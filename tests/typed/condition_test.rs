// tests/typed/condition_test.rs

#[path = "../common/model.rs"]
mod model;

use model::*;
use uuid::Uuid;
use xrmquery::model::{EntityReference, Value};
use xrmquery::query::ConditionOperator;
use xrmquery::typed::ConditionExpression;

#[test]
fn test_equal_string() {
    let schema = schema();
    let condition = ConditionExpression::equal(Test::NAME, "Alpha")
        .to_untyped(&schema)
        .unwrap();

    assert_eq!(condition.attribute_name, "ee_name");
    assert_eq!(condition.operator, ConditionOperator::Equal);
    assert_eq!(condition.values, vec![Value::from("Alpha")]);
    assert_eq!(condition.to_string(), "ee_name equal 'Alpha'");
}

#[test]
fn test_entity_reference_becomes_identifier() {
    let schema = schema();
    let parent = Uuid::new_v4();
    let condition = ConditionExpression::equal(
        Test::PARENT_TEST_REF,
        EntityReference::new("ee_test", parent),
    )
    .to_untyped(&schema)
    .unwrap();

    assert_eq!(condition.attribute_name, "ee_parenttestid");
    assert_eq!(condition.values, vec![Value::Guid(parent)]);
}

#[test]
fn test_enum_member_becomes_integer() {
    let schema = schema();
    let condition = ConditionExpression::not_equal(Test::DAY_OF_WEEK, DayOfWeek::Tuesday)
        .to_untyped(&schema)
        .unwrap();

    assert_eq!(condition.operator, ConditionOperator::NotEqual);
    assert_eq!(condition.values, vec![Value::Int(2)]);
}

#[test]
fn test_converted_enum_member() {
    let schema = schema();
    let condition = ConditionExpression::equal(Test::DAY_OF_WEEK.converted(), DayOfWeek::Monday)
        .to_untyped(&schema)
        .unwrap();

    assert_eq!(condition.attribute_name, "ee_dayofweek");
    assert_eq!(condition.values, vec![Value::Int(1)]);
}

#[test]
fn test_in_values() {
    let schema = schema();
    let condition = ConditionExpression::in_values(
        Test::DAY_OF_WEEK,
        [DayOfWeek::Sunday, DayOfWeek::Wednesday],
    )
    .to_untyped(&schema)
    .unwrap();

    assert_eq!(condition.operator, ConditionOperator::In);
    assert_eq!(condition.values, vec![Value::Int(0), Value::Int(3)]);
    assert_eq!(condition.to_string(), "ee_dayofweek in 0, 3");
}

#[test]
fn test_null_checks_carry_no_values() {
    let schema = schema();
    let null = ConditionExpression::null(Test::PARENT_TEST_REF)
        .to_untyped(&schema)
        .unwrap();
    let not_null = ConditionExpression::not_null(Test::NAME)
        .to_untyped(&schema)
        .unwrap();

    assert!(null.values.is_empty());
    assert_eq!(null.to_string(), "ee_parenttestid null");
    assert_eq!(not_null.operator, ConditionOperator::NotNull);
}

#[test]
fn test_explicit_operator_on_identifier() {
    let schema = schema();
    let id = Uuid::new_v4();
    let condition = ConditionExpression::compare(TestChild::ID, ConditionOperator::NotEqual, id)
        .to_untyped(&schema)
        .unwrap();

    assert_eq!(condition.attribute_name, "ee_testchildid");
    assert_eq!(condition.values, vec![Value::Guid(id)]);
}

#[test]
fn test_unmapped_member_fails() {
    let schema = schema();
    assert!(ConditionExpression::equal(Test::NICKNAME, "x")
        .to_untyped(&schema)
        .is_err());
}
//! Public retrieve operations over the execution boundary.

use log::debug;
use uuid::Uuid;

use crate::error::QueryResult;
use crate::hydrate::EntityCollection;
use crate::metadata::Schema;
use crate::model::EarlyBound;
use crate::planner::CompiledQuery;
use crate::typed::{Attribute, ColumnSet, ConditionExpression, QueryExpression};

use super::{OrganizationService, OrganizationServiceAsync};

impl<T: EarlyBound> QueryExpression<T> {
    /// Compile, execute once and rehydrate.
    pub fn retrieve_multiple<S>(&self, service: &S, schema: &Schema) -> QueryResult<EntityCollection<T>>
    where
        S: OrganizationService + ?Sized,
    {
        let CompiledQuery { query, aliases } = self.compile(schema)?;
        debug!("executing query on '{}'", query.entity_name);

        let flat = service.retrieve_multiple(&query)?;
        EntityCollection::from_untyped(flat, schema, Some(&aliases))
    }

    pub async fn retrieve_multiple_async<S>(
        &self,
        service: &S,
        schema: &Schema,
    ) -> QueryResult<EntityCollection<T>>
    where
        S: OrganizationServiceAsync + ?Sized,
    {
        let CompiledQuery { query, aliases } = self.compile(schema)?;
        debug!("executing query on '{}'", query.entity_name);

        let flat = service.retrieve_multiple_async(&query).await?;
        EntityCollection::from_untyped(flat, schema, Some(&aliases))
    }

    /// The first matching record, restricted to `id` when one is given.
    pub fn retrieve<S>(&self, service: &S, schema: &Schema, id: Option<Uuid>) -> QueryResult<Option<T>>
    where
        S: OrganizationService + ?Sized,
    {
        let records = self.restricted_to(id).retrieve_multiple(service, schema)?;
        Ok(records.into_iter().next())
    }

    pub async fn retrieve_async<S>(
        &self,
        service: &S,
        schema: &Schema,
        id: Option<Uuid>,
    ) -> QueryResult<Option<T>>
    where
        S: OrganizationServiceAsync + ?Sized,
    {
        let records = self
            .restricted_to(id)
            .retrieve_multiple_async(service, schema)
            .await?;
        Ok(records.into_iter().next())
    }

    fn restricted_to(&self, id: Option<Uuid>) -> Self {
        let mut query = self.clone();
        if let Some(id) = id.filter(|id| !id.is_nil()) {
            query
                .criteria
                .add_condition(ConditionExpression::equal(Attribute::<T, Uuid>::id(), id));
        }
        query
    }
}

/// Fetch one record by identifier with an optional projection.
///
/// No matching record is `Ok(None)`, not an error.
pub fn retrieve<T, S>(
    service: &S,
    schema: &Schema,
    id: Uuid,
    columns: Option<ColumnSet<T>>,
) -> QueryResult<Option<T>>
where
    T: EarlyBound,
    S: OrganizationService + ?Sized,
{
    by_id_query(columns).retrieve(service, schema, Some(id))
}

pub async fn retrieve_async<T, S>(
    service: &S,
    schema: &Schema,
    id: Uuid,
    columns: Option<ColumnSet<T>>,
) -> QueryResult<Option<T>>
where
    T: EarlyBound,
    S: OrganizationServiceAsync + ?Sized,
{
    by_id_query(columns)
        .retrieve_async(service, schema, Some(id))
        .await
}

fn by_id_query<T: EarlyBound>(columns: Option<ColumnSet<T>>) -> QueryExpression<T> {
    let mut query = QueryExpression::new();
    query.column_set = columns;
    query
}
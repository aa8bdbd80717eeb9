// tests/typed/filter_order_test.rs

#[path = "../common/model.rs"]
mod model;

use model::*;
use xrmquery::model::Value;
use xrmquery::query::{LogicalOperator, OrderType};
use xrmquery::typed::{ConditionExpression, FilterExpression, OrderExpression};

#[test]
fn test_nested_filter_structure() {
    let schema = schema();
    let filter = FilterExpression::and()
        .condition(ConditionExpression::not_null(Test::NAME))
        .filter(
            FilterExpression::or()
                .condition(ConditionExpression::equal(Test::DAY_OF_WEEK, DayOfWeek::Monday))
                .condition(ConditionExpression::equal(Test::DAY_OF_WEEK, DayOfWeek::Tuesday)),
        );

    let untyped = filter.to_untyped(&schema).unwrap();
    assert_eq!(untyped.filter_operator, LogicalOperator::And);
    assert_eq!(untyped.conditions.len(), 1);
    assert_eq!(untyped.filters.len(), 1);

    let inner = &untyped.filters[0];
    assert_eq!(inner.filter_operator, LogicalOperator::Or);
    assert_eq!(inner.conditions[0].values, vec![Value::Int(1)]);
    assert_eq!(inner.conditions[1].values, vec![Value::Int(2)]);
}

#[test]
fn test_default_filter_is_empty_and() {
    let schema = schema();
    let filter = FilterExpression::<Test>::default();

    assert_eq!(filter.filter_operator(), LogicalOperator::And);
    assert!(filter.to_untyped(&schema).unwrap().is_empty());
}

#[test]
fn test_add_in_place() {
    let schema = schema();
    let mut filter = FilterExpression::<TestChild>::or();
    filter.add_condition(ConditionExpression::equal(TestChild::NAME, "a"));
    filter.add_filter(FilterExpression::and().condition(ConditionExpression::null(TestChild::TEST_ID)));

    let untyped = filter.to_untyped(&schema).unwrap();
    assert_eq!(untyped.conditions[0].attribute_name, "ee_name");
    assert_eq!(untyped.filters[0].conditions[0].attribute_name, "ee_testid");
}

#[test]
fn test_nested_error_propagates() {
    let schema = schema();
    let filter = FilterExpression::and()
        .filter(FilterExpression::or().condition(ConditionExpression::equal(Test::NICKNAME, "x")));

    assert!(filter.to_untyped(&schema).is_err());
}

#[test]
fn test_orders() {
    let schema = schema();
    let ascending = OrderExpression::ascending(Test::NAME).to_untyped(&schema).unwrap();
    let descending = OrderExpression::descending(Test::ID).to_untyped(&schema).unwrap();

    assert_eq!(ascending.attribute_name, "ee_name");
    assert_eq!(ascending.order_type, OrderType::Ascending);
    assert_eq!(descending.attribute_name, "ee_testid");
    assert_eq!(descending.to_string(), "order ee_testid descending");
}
* * * * * * * * *
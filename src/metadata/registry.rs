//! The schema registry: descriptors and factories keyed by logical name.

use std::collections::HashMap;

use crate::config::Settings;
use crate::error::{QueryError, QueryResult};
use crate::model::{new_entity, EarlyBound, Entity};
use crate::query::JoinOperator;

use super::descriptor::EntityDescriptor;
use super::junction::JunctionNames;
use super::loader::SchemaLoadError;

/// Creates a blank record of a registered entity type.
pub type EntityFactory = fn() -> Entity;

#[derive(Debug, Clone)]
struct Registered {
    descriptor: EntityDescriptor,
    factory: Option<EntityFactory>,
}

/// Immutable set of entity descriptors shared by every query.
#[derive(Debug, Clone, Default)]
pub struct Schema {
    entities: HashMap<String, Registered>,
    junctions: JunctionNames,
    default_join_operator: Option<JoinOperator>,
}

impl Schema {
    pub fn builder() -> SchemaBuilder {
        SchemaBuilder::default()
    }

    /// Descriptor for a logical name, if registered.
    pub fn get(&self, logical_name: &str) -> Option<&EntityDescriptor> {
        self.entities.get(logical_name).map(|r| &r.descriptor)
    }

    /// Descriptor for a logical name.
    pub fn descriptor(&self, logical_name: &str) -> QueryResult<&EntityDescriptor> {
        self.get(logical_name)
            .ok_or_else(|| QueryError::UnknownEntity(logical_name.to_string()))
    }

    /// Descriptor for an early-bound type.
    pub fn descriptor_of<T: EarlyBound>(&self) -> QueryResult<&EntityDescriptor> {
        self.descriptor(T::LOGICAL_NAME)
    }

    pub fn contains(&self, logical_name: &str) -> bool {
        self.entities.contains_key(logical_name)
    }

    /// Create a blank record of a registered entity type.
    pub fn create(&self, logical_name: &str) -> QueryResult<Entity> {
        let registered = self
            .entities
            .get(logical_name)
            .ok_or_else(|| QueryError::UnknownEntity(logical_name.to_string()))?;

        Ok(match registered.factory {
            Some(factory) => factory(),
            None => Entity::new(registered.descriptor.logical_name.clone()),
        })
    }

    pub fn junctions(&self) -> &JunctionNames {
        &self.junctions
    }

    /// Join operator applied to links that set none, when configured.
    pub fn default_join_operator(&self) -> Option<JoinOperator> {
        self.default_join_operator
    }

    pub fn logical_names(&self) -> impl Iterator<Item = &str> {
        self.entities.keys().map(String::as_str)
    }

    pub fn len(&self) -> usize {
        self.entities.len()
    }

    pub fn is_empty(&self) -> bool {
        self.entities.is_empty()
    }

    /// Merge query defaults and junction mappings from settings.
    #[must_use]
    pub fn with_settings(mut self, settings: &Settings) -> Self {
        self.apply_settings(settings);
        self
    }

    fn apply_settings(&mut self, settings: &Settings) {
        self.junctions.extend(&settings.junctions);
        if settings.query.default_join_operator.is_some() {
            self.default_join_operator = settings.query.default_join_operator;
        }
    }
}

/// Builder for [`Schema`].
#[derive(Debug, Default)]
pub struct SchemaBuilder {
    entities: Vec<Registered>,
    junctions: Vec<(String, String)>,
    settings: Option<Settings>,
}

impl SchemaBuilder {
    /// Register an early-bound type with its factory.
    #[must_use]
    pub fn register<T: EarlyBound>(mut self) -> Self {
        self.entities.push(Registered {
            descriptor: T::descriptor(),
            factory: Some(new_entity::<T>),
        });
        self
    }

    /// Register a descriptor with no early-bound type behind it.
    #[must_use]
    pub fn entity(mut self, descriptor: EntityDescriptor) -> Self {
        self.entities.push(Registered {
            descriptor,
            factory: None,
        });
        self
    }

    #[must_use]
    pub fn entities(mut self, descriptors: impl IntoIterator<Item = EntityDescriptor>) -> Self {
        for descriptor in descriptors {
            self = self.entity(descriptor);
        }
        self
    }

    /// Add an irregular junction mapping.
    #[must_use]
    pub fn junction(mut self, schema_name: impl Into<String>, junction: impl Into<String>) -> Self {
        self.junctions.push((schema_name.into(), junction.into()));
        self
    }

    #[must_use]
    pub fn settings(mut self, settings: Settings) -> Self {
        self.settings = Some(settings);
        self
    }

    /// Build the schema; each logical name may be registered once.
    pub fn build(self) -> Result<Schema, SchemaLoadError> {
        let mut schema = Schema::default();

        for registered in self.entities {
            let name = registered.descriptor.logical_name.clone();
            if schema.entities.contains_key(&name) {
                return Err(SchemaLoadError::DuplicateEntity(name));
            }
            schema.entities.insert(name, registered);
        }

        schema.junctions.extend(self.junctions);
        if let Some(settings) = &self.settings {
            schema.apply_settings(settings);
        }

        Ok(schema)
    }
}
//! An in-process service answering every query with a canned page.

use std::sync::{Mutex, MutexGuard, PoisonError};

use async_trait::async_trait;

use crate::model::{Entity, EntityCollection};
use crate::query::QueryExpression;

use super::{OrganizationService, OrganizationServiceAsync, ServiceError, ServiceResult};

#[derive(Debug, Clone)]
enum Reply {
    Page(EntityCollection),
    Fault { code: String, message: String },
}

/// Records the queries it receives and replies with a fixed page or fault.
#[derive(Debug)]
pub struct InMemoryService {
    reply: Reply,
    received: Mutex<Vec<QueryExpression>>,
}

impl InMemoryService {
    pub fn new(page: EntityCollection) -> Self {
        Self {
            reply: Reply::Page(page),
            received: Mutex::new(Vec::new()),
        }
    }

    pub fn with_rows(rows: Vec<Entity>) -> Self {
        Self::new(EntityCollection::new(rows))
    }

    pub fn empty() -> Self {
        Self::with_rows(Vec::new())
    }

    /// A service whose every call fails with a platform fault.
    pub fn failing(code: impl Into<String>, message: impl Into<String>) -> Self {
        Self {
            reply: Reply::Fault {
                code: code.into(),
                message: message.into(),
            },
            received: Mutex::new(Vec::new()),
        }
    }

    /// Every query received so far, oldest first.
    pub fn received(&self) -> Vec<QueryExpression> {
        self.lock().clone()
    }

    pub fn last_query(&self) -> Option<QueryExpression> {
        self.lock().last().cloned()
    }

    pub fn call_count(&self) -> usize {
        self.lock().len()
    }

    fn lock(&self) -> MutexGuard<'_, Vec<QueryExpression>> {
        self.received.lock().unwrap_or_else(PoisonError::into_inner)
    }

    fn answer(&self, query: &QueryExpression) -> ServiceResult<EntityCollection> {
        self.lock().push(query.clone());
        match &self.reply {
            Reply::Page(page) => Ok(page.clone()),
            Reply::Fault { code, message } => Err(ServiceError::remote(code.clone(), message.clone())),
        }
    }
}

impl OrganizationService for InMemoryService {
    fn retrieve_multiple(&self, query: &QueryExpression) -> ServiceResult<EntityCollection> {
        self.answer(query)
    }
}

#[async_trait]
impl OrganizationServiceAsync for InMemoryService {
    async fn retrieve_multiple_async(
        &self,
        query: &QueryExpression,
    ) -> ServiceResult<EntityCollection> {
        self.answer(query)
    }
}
* * * * * * * * *
Search the data for the string "impl". List each line that has it.

-- WRITTEN ANSWER --
impl<T: EarlyBound> QueryExpression<T> {
impl Schema {
    pub fn logical_names(&self) -> impl Iterator<Item = &str> {
impl SchemaBuilder {
    pub fn entities(mut self, descriptors: impl IntoIterator<Item = EntityDescriptor>) -> Self {
    pub fn junction(mut self, schema_name: impl Into<String>, junction: impl Into<String>) -> Self {
impl InMemoryService {
    pub fn failing(code: impl Into<String>, message: impl Into<String>) -> Self {
impl OrganizationService for InMemoryService {
impl OrganizationServiceAsync for InMemoryService {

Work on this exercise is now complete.